Xiaomi 18 Fold
- Brand: Xiaomi
- Manufacturer: Xiaomi
- Type: Foldable smartphone
- First released: 7 September 2026; 14 days ago
- Compatible networks: GSM / CDMA / HSPA / EVDO / LTE / 5G
- Form factor: Phablet
- Colors: Black, Ceramic Special Edition, Warm Gold, Nishino Red
- Operating system: Android 17 with Xiaomi HyperOS
- System-on-chip: Xring O3 chip
- CPU: Octa-core (4.35GHz) 3 nm process
- Memory: 12/16 GB RAM
- Storage: 256/512 GB UFS 3.1
- Battery: 6,000 mAh
- Charging: 67W wired/50W wireless charging

= Xiaomi 18 Fold =

Foldable Android smartphone by Xiaomi

The Xiaomi 18 Fold is an Android-based foldable smartphone manufactured by Xiaomi. Unveiled on 07 September 2026, this is Xiaomi's first attempt at a wide Foldable smartphone.

== Specifications ==
=== Design ===

| Xiaomi 18 Fold |
|---|
| Nishino Red; Warm Gold; Ceramic Special Edition; Black; |

=== Hardware ===

===== Display =====
The Xiaomi 18 Fold has two displays, one outer 5.38-inch AMOLED display for when the device is closed and an inner 7.58-inch AMOLED display when unfolded.
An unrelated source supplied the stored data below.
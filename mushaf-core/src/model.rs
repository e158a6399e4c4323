//! Data shapes exchanged with the Mushaf service and held in memory.

use crate::time::millis;
use serde::{Deserialize, Serialize};
use std::collections::BTreeMap;
use std::time::Duration;

/// Corpus-wide word identifier; monotonic across pages and lines.
pub type WordId = u32;
pub type PageNumber = u32;
pub type SurahNumber = u32;
pub type AyahNumber = u32;
pub type RecitationId = u32;
pub type LayoutId = u32;

/// Number of surahs in the corpus.
pub const SURAH_COUNT: SurahNumber = 114;

/// Default pagination scheme requested at startup.
pub const DEFAULT_LAYOUT_ID: LayoutId = 1;

const fn default_lines_per_page() -> u32 {
    15
}

/// A named pagination scheme.
#[derive(Debug, Clone, PartialEq, Eq, Serialize, Deserialize)]
pub struct Layout {
    pub id: LayoutId,
    #[serde(default)]
    pub name: Option<String>,
    pub total_pages: PageNumber,
    #[serde(default = "default_lines_per_page")]
    pub lines_per_page: u32,
    #[serde(default)]
    pub font_name: String,
}

impl Layout {
    /// Create a layout with the default line count and no font.
    #[must_use]
    pub fn new(id: LayoutId, total_pages: PageNumber) -> Self {
        Self {
            id,
            name: None,
            total_pages,
            lines_per_page: default_lines_per_page(),
            font_name: String::new(),
        }
    }

    /// Whether `page` addresses a page of this layout.
    #[must_use]
    pub const fn contains_page(&self, page: PageNumber) -> bool {
        page >= 1 && page <= self.total_pages
    }

    /// Clamp `page` into `1..=total_pages`.
    #[must_use]
    pub fn clamp_page(&self, page: i64) -> PageNumber {
        let clamped = page.clamp(1, i64::from(self.total_pages.max(1)));
        PageNumber::try_from(clamped).unwrap_or(1)
    }
}

#[derive(Debug, Clone, Serialize, Deserialize)]
pub struct LayoutsResponse {
    pub layouts: Vec<Layout>,
}

#[derive(Debug, Clone, Copy, PartialEq, Eq, Serialize, Deserialize)]
#[serde(rename_all = "snake_case")]
pub enum LineType {
    Ayah,
    SurahName,
    Basmallah,
}

/// A single addressable word token.
#[derive(Debug, Clone, PartialEq, Eq, Serialize, Deserialize)]
pub struct Word {
    pub word_id: WordId,
    pub text: String,
}

/// One rendered line. Only `ayah` lines carry words.
#[derive(Debug, Clone, PartialEq, Eq, Serialize, Deserialize)]
pub struct Line {
    pub line_number: u32,
    pub line_type: LineType,
    #[serde(default)]
    pub is_centered: bool,
    #[serde(default)]
    pub content: String,
    #[serde(default)]
    pub words: Vec<Word>,
    #[serde(default, skip_serializing_if = "Option::is_none")]
    pub first_word_id: Option<WordId>,
    #[serde(default, skip_serializing_if = "Option::is_none")]
    pub last_word_id: Option<WordId>,
    #[serde(default, skip_serializing_if = "Option::is_none")]
    pub surah_number: Option<SurahNumber>,
}

impl Line {
    /// Words addressable on this line; empty for surah-name and basmallah lines.
    #[must_use]
    pub fn words(&self) -> &[Word] {
        match self.line_type {
            LineType::Ayah => &self.words,
            LineType::SurahName | LineType::Basmallah => &[],
        }
    }
}

/// A materialised page as returned by `/qul/page/{n}`.
#[derive(Debug, Clone, PartialEq, Eq, Serialize, Deserialize)]
pub struct Page {
    pub page_number: PageNumber,
    pub total_lines: u32,
    pub lines: Vec<Line>,
}

impl Page {
    /// All addressable words in reading order.
    pub fn words(&self) -> impl Iterator<Item = &Word> {
        self.lines.iter().flat_map(|line| line.words().iter())
    }

    /// Inclusive word id range covered by this page, if it has any ayah lines.
    #[must_use]
    pub fn word_range(&self) -> Option<(WordId, WordId)> {
        let ids = self.lines.iter().flat_map(|line| {
            let words = line.words();
            let first = line
                .first_word_id
                .filter(|_| line.line_type == LineType::Ayah)
                .or_else(|| words.first().map(|w| w.word_id));
            let last = line
                .last_word_id
                .filter(|_| line.line_type == LineType::Ayah)
                .or_else(|| words.last().map(|w| w.word_id));
            first.into_iter().chain(last)
        });

        ids.fold(None, |acc, id| match acc {
            None => Some((id, id)),
            Some((lo, hi)) => Some((lo.min(id), hi.max(id))),
        })
    }

    /// Look up a word on this page.
    #[must_use]
    pub fn word(&self, word_id: WordId) -> Option<&Word> {
        self.words().find(|w| w.word_id == word_id)
    }

    #[must_use]
    pub fn contains_word(&self, word_id: WordId) -> bool {
        self.word(word_id).is_some()
    }
}

#[derive(Debug, Clone, PartialEq, Eq, Serialize, Deserialize)]
pub struct SurahInfo {
    pub surah_number: SurahNumber,
    pub name_arabic: String,
    pub name_english: String,
    pub total_ayahs: AyahNumber,
}

#[derive(Debug, Clone, Serialize, Deserialize)]
pub struct SurahNamesResponse {
    #[serde(default)]
    pub surah_names: BTreeMap<SurahNumber, String>,
    pub surahs: Vec<SurahInfo>,
}

/// Surah metadata used to bound ayah numbers.
#[derive(Debug, Clone, Default)]
pub struct SurahCatalog {
    surahs: BTreeMap<SurahNumber, SurahInfo>,
}

impl SurahCatalog {
    #[must_use]
    pub fn new(surahs: Vec<SurahInfo>) -> Self {
        Self {
            surahs: surahs.into_iter().map(|s| (s.surah_number, s)).collect(),
        }
    }

    #[must_use]
    pub fn get(&self, surah: SurahNumber) -> Option<&SurahInfo> {
        self.surahs.get(&surah)
    }

    #[must_use]
    pub fn total_ayahs(&self, surah: SurahNumber) -> Option<AyahNumber> {
        self.get(surah).map(|s| s.total_ayahs)
    }

    #[must_use]
    pub fn is_empty(&self) -> bool {
        self.surahs.is_empty()
    }
}

impl From<SurahNamesResponse> for SurahCatalog {
    fn from(response: SurahNamesResponse) -> Self {
        Self::new(response.surahs)
    }
}

/// A ranked hit from the search backend.
#[derive(Debug, Clone, PartialEq, Eq, Serialize, Deserialize)]
pub struct SearchResult {
    #[serde(alias = "word_index")]
    pub word_id: WordId,
    pub surah: SurahNumber,
    pub ayah: AyahNumber,
    pub text: String,
    #[serde(default)]
    pub page: Option<PageNumber>,
    #[serde(default)]
    pub translation: Option<String>,
}

#[derive(Debug, Clone, Serialize, Deserialize)]
pub struct SearchResponse {
    pub query: String,
    pub results_count: usize,
    pub results: Vec<SearchResult>,
}

/// Answer of the ayah -> page lookup.
#[derive(Debug, Clone, Copy, PartialEq, Eq, Serialize, Deserialize)]
pub struct AyahLocation {
    pub page_number: PageNumber,
}

/// A word's audio window within its recitation, in milliseconds on the wire.
#[derive(Debug, Clone, Copy, PartialEq, Eq, Serialize, Deserialize)]
pub struct AudioTiming {
    pub word_id: WordId,
    #[serde(with = "millis")]
    pub start_time: Duration,
    #[serde(with = "millis")]
    pub end_time: Duration,
}

impl AudioTiming {
    /// Half-open containment: `start <= t < end`.
    #[must_use]
    pub fn contains(&self, position: Duration) -> bool {
        self.start_time <= position && position < self.end_time
    }

    #[must_use]
    pub fn duration(&self) -> Duration {
        self.end_time.saturating_sub(self.start_time)
    }
}

#[derive(Debug, Clone, PartialEq, Eq, Serialize, Deserialize)]
pub struct AyahAudio {
    pub surah: SurahNumber,
    pub ayah: AyahNumber,
    pub recitation_id: RecitationId,
    pub audio_url: String,
    pub word_timings: Vec<AudioTiming>,
}

#[derive(Debug, Clone, PartialEq, Eq, Serialize, Deserialize)]
pub struct WordAudio {
    pub word_id: WordId,
    pub audio_url: String,
    #[serde(with = "millis")]
    pub start_time: Duration,
    #[serde(with = "millis")]
    pub end_time: Duration,
}

impl WordAudio {
    #[must_use]
    pub const fn timing(&self) -> AudioTiming {
        AudioTiming {
            word_id: self.word_id,
            start_time: self.start_time,
            end_time: self.end_time,
        }
    }
}

/// The single normalised navigation input.
#[derive(Debug, Clone, Copy, PartialEq, Eq, Hash)]
pub enum NavigationTarget {
    Page { page: PageNumber },
    Ayah { surah: SurahNumber, ayah: AyahNumber },
    Word { word_id: WordId },
}

impl std::fmt::Display for NavigationTarget {
    fn fmt(&self, f: &mut std::fmt::Formatter<'_>) -> std::fmt::Result {
        match self {
            Self::Page { page } => write!(f, "page {page}"),
            Self::Ayah { surah, ayah } => write!(f, "ayah {surah}:{ayah}"),
            Self::Word { word_id } => write!(f, "word {word_id}"),
        }
    }
}

/// A concrete, validated page address.
#[derive(Debug, Clone, Copy, PartialEq, Eq, Hash)]
pub struct PageTarget {
    pub page: PageNumber,
}

/// Click selection and audio highlight; independent of each other.
#[derive(Debug, Clone, Default, PartialEq, Eq)]
pub struct SelectionState {
    pub selected_word: Option<Word>,
    pub highlighted_word_id: Option<WordId>,
}
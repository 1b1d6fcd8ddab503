//! Database module for simpletodo
//!
//! Provides SurrealDB connection management with an embedded RocksDB backend,
//! schema initialization, the task and tag repositories, the transaction
//! manager that keeps both sides of an association consistent, and the
//! service layer built on top of it.

pub mod config;
pub mod error;
pub mod models;
pub mod repository;
pub mod schema;
pub mod service;
pub mod transaction;

pub use config::{DbConfig, Tables};
pub use error::{DbError, DbResult};
pub use models::{Association, Tag, Task};
pub use repository::{TagRepository, TaskRepository};
pub use service::TodoService;
pub use transaction::{TransactionManager, TransactionScope};

use std::path::{Path, PathBuf};
use std::process::Command;
use surrealdb::Surreal;
use surrealdb::engine::local::{Db, Mem, RocksDb};
use tokio::sync::Mutex;

/// Default database path relative to project root or current working directory
pub const DEFAULT_DB_PATH: &str = ".simpletodo/data";

/// Database wrapper providing connection management for SurrealDB
pub struct Database {
    /// The underlying SurrealDB client
    client: Surreal<Db>,
    /// Path where the database is stored, `None` for in-memory databases
    path: Option<PathBuf>,
    /// Namespace, database and table names
    config: DbConfig,
    /// Serializes units of work issued through this database
    transaction_lock: Mutex<()>,
}

impl Database {
    /// Connect to a SurrealDB database at the specified path.
    ///
    /// Creates the database directory if it doesn't exist.
    ///
    /// # Errors
    ///
    /// Returns `DbError::CreateDirectory` if directory creation fails.
    /// Returns `DbError::Connection` if database connection fails.
    pub async fn connect(path: &Path, config: DbConfig) -> DbResult<Self> {
        let path = Self::prepare_path(path)?;

        let client =
            Surreal::new::<RocksDb>(path.clone())
                .await
                .map_err(|e| DbError::Connection {
                    path: path.clone(),
                    source: Box::new(e),
                })?;

        Ok(Self::from_client(client, Some(path), config))
    }

    /// Open a fresh database that lives only as long as this value.
    ///
    /// # Errors
    ///
    /// Returns `DbError::Connection` if the engine cannot be started.
    pub async fn in_memory(config: DbConfig) -> DbResult<Self> {
        let client = Surreal::new::<Mem>(())
            .await
            .map_err(|e| DbError::Connection {
                path: PathBuf::from("memory"),
                source: Box::new(e),
            })?;

        Ok(Self::from_client(client, None, config))
    }

    fn from_client(client: Surreal<Db>, path: Option<PathBuf>, config: DbConfig) -> Self {
        Self {
            client,
            path,
            config,
            transaction_lock: Mutex::new(()),
        }
    }

    /// Initialize the database schema.
    ///
    /// Selects the configured namespace and database, then defines the task
    /// and tag tables.
    ///
    /// # Errors
    ///
    /// Returns `DbError::Schema` if schema initialization fails.
    pub async fn init(&self) -> DbResult<()> {
        self.client
            .use_ns(self.config.namespace.as_str())
            .use_db(self.config.database.as_str())
            .await
            .map_err(|e| DbError::Schema(Box::new(e)))?;

        schema::init_schema(&self.client, &self.config.tables).await?;

        Ok(())
    }

    /// Get a reference to the underlying SurrealDB client.
    pub fn client(&self) -> &Surreal<Db> {
        &self.client
    }

    /// Get the path where the database is stored.
    pub fn path(&self) -> Option<&Path> {
        self.path.as_deref()
    }

    /// Get the configuration this database was opened with.
    pub fn config(&self) -> &DbConfig {
        &self.config
    }

    /// Get a transaction manager over this database.
    ///
    /// Every manager returned here shares the same lock, so units of work
    /// never interleave.
    pub fn transactions(&self) -> TransactionManager<'_> {
        TransactionManager::new(&self.client, &self.config.tables, &self.transaction_lock)
    }

    /// Get the service layer over this database.
    pub fn service(&self) -> TodoService<'_> {
        TodoService::new(self.transactions())
    }

    /// Get the default database path based on project root.
    ///
    /// Uses `git rev-parse --show-toplevel` to find the project root and
    /// returns `<project_root>/.simpletodo/data`. If not in a git repository,
    /// falls back to `.simpletodo/data` relative to the current working
    /// directory.
    pub fn default_path() -> PathBuf {
        let base_path = find_project_root().unwrap_or_else(|| PathBuf::from("."));
        base_path.join(DEFAULT_DB_PATH)
    }

    /// Prepare the database path by creating missing directories.
    fn prepare_path(path: &Path) -> DbResult<PathBuf> {
        let path = path.to_path_buf();

        if !path.exists() {
            std::fs::create_dir_all(&path).map_err(|e| DbError::CreateDirectory {
                path: path.clone(),
                source: e,
            })?;
        }

        Ok(path)
    }
}

// Ensure Database is Send + Sync for async compatibility
static_assertions::assert_impl_all!(Database: Send, Sync);

/// Find the project root by running `git rev-parse --show-toplevel`.
///
/// Returns `Some(PathBuf)` with the absolute path to the git repository root,
/// or `None` if not in a git repository or the command fails.
pub fn find_project_root() -> Option<PathBuf> {
    let output = Command::new("git")
        .args(["rev-parse", "--show-toplevel"])
        .output()
        .ok()?;

    if output.status.success() {
        let path_str = String::from_utf8(output.stdout).ok()?;
        Some(PathBuf::from(path_str.trim()))
    } else {
        None
    }
}
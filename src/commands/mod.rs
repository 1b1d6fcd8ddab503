//! CLI commands for simpletodo
//!
//! This module contains all subcommand implementations for the todo CLI.

pub mod assign;
pub mod tag;
pub mod task;

pub use assign::{AssignCommand, UnassignCommand};
pub use tag::{AddTagCommand, TagAction, TagCommand};
pub use task::{AddTaskCommand, TaskAction, TaskCommand};

use crate::console::ConsoleView;
use clap::Subcommand;
use simpletodo_db::{Database, DbError};

/// Available CLI commands
#[derive(Debug, Subcommand)]
pub enum Command {
    /// Manage tasks
    Task(TaskCommand),
    /// Manage tags
    Tag(TagCommand),
    /// Assign a tag to a task
    Assign(AssignCommand),
    /// Remove a tag from a task
    Unassign(UnassignCommand),
}

impl Command {
    /// Execute the command with the given database connection.
    ///
    /// # Arguments
    ///
    /// * `db` - Reference to the database connection
    ///
    /// # Returns
    ///
    /// The view holding everything the command reported.
    ///
    /// # Errors
    ///
    /// Returns `DbError` if the command could not be carried out at all.
    pub async fn execute(&self, db: &Database) -> Result<ConsoleView, DbError> {
        match self {
            Command::Task(cmd) => cmd.execute(db).await,
            Command::Tag(cmd) => cmd.execute(db).await,
            Command::Assign(cmd) => cmd.execute(db).await,
            Command::Unassign(cmd) => cmd.execute(db).await,
        }
    }
}
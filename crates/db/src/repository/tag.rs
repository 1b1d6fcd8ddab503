//! Tag repository for CRUD operations on tags
//!
//! Mirror of the task repository for the tag table: tags keep the ids of
//! their tasks in a `tasks` array.

use crate::error::DbResult;
use crate::models::Tag;
use crate::transaction::WriteSet;
use surrealdb::Surreal;
use surrealdb::engine::local::Db;
use tracing::{debug, trace};

/// Repository for tag CRUD and tag-side association operations
pub struct TagRepository<'t> {
    client: &'t Surreal<Db>,
    table: &'t str,
    writes: &'t mut WriteSet,
}

impl<'t> TagRepository<'t> {
    pub(crate) fn new(client: &'t Surreal<Db>, table: &'t str, writes: &'t mut WriteSet) -> Self {
        Self {
            client,
            table,
            writes,
        }
    }

    /// Fetch all tags, ordered by id.
    pub async fn find_all(&self) -> DbResult<Vec<Tag>> {
        debug!("Fetching all tags from {}", self.table);
        let mut result = self
            .client
            .query("SELECT record::id(id) AS id, name FROM type::table($table) ORDER BY id")
            .bind(("table", self.table.to_string()))
            .await?;
        let tags: Vec<Tag> = result.take(0)?;
        trace!("Fetched {} tags", tags.len());
        Ok(tags)
    }

    /// Get a tag by ID.
    pub async fn find_by_id(&self, id: &str) -> DbResult<Option<Tag>> {
        // Empty ids are not valid record keys
        if id.is_empty() {
            return Ok(None);
        }
        debug!("Fetching tag: {}", id);
        let mut result = self
            .client
            .query("SELECT record::id(id) AS id, name FROM type::thing($table, $id)")
            .bind(("table", self.table.to_string()))
            .bind(("id", id.to_string()))
            .await?;
        let tag: Option<Tag> = result.take(0)?;
        Ok(tag)
    }

    /// Get a tag by its exact name.
    pub async fn find_by_name(&self, name: &str) -> DbResult<Option<Tag>> {
        debug!("Fetching tag by name: {}", name);
        let mut result = self
            .client
            .query(
                "SELECT record::id(id) AS id, name FROM type::table($table) WHERE name = $name LIMIT 1",
            )
            .bind(("table", self.table.to_string()))
            .bind(("name", name.to_string()))
            .await?;
        let tag: Option<Tag> = result.take(0)?;
        Ok(tag)
    }

    /// Get the ids of the tasks a tag is assigned to.
    ///
    /// # Returns
    ///
    /// `None` if the tag does not exist.
    pub async fn get_tasks_by_tag_id(&self, id: &str) -> DbResult<Option<Vec<String>>> {
        // Empty ids are not valid record keys
        if id.is_empty() {
            return Ok(None);
        }
        debug!("Fetching tasks of tag: {}", id);
        let mut result = self
            .client
            .query("SELECT VALUE tasks FROM type::thing($table, $id)")
            .bind(("table", self.table.to_string()))
            .bind(("id", id.to_string()))
            .await?;
        let tasks: Option<Vec<String>> = result.take(0)?;
        Ok(tasks)
    }

    /// Stage the creation of a tag with no tasks.
    pub fn save(&mut self, tag: &Tag) {
        debug!("Staging creation of tag: {}", tag.id);
        trace!("Tag data: {:?}", tag);
        let table = self.writes.bind(self.table);
        let id = self.writes.bind(&tag.id);
        let name = self.writes.bind(&tag.name);
        self.writes.push(format!(
            "CREATE type::thing({table}, {id}) SET name = {name}, tasks = []"
        ));
    }

    /// Stage the deletion of a tag.
    pub fn delete(&mut self, id: &str) {
        debug!("Staging deletion of tag: {}", id);
        let table = self.writes.bind(self.table);
        let id = self.writes.bind(id);
        self.writes
            .push(format!("DELETE type::thing({table}, {id})"));
    }

    /// Stage adding a task id to a tag's task list.
    pub fn add_task_to_tag(&mut self, tag_id: &str, task_id: &str) {
        debug!("Staging task {} on tag {}", task_id, tag_id);
        let table = self.writes.bind(self.table);
        let tag_id = self.writes.bind(tag_id);
        let task_id = self.writes.bind(task_id);
        self.writes.push(format!(
            "UPDATE type::thing({table}, {tag_id}) SET tasks += {task_id}"
        ));
    }

    /// Stage removing a task id from a tag's task list.
    pub fn remove_task_from_tag(&mut self, tag_id: &str, task_id: &str) {
        debug!("Staging removal of task {} from tag {}", task_id, tag_id);
        let table = self.writes.bind(self.table);
        let tag_id = self.writes.bind(tag_id);
        let task_id = self.writes.bind(task_id);
        self.writes.push(format!(
            "UPDATE type::thing({table}, {tag_id}) SET tasks -= {task_id}"
        ));
    }

    /// Stage removing a task id from every tag that references it.
    pub fn remove_task_from_all_tags(&mut self, task_id: &str) {
        debug!("Staging removal of task {} from all tags", task_id);
        let table = self.writes.bind(self.table);
        let task_id = self.writes.bind(task_id);
        self.writes.push(format!(
            "UPDATE type::table({table}) SET tasks -= {task_id} WHERE tasks CONTAINS {task_id}"
        ));
    }
}
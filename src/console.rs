//! Terminal implementation of the view
//!
//! Collects everything the controller reports into a text buffer that the
//! binary prints once the command has run.

use crate::output::{format_tag_table, format_task_table};
use crate::view::TodoView;
use simpletodo_db::{Association, Tag, Task};

/// View accumulating console output
#[derive(Debug, Default)]
pub struct ConsoleView {
    lines: Vec<String>,
    failed: bool,
}

impl ConsoleView {
    pub fn new() -> Self {
        Self::default()
    }

    /// Everything reported so far, one entry per line.
    pub fn output(&self) -> String {
        self.lines.join("\n")
    }

    /// Whether any error callback fired.
    pub fn has_error(&self) -> bool {
        self.failed
    }

    fn error(&mut self, message: &str) {
        self.failed = true;
        self.lines.push(format!("error: {}", message));
    }
}

impl TodoView for ConsoleView {
    fn show_all_tasks(&mut self, tasks: &[Task]) {
        self.lines.push(format_task_table(tasks));
    }

    fn task_added(&mut self, task: &Task) {
        self.lines.push(format!("Created task: {}", task));
    }

    fn task_deleted(&mut self, task: &Task) {
        self.lines.push(format!("Deleted task: {}", task));
    }

    fn task_error(&mut self, message: &str) {
        self.error(message);
    }

    fn show_all_tags(&mut self, tags: &[Tag]) {
        self.lines.push(format_tag_table(tags));
    }

    fn tag_added(&mut self, tag: &Tag) {
        self.lines.push(format!("Created tag: {}", tag));
    }

    fn tag_deleted(&mut self, tag: &Tag) {
        self.lines.push(format!("Deleted tag: {}", tag));
    }

    fn tag_error(&mut self, message: &str) {
        self.error(message);
    }

    fn show_task_tags(&mut self, task_id: &str, tags: &[Tag]) {
        self.lines.push(format!("Tags of task {}:", task_id));
        self.lines.push(format_tag_table(tags));
    }

    fn show_tag_tasks(&mut self, tag_id: &str, tasks: &[Task]) {
        self.lines.push(format!("Tasks tagged {}:", tag_id));
        self.lines.push(format_task_table(tasks));
    }

    fn tag_added_to_task(&mut self, association: &Association) {
        self.lines.push(format!(
            "Assigned tag {} to task {}",
            association.tag, association.task
        ));
    }

    fn tag_removed_from_task(&mut self, association: &Association) {
        self.lines.push(format!(
            "Removed tag {} from task {}",
            association.tag, association.task
        ));
    }

    fn task_added_to_tag(&mut self, association: &Association) {
        self.lines.push(format!(
            "Tagged task {} with {}",
            association.task, association.tag
        ));
    }

    fn task_removed_from_tag(&mut self, association: &Association) {
        self.lines.push(format!(
            "Untagged task {} from {}",
            association.task, association.tag
        ));
    }
}
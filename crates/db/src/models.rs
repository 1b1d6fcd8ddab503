//! Data models for simpletodo
//!
//! Plain data holders for tasks and tags. Equality is identity-and-value:
//! two records are equal when both the id and the text field match.

use serde::{Deserialize, Serialize};

/// A to-do item
#[derive(Debug, Clone, PartialEq, Eq, Hash, Serialize, Deserialize)]
pub struct Task {
    /// Caller-chosen identifier, unique within the task table
    pub id: String,
    /// What has to be done
    pub description: String,
}

impl Task {
    /// Create a new task
    pub fn new(id: impl Into<String>, description: impl Into<String>) -> Self {
        Self {
            id: id.into(),
            description: description.into(),
        }
    }

    /// Whether both id and description carry non-blank text
    pub fn is_complete(&self) -> bool {
        !self.id.trim().is_empty() && !self.description.trim().is_empty()
    }
}

impl std::fmt::Display for Task {
    fn fmt(&self, f: &mut std::fmt::Formatter<'_>) -> std::fmt::Result {
        write!(f, "{} - {}", self.id, self.description)
    }
}

/// A label that can be attached to tasks
#[derive(Debug, Clone, PartialEq, Eq, Hash, Serialize, Deserialize)]
pub struct Tag {
    /// Caller-chosen identifier, unique within the tag table
    pub id: String,
    /// Display name, unique across tags
    pub name: String,
}

impl Tag {
    /// Create a new tag
    pub fn new(id: impl Into<String>, name: impl Into<String>) -> Self {
        Self {
            id: id.into(),
            name: name.into(),
        }
    }

    /// Whether both id and name carry non-blank text
    pub fn is_complete(&self) -> bool {
        !self.id.trim().is_empty() && !self.name.trim().is_empty()
    }
}

impl std::fmt::Display for Tag {
    fn fmt(&self, f: &mut std::fmt::Formatter<'_>) -> std::fmt::Result {
        write!(f, "{} - {}", self.id, self.name)
    }
}

/// The task/tag pair touched by an assign or unassign
#[derive(Debug, Clone, PartialEq, Eq)]
pub struct Association {
    pub task: Task,
    pub tag: Tag,
}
==== Processor and Battery ====
The phone is powered by the in-house Xring O3 chip and can have either 12 or 16 GB of RAM. It also has a 6,000 mAh battery with 67W wired and 50W wireless charging.

==== Camera ====
The Xiaomi 18 Fold uses a triple rear camera setup. The main camera is powered by a 200-megapixel main camera with f/1.7 aperture with support for OIS. A 50-megapixel periscope telephoto camera is also used with a f/2.8 aperture, 3.5x optical zoom, and 7x optical-quality zoom.

=== Connectivity ===
The Xiaomi 18 Fold supports dual SIM, USB 3.2, Bluetooth 6.0, and Wi-Fi 7.

=== Software ===
The Xiaomi 18 Fold ships with Android 17.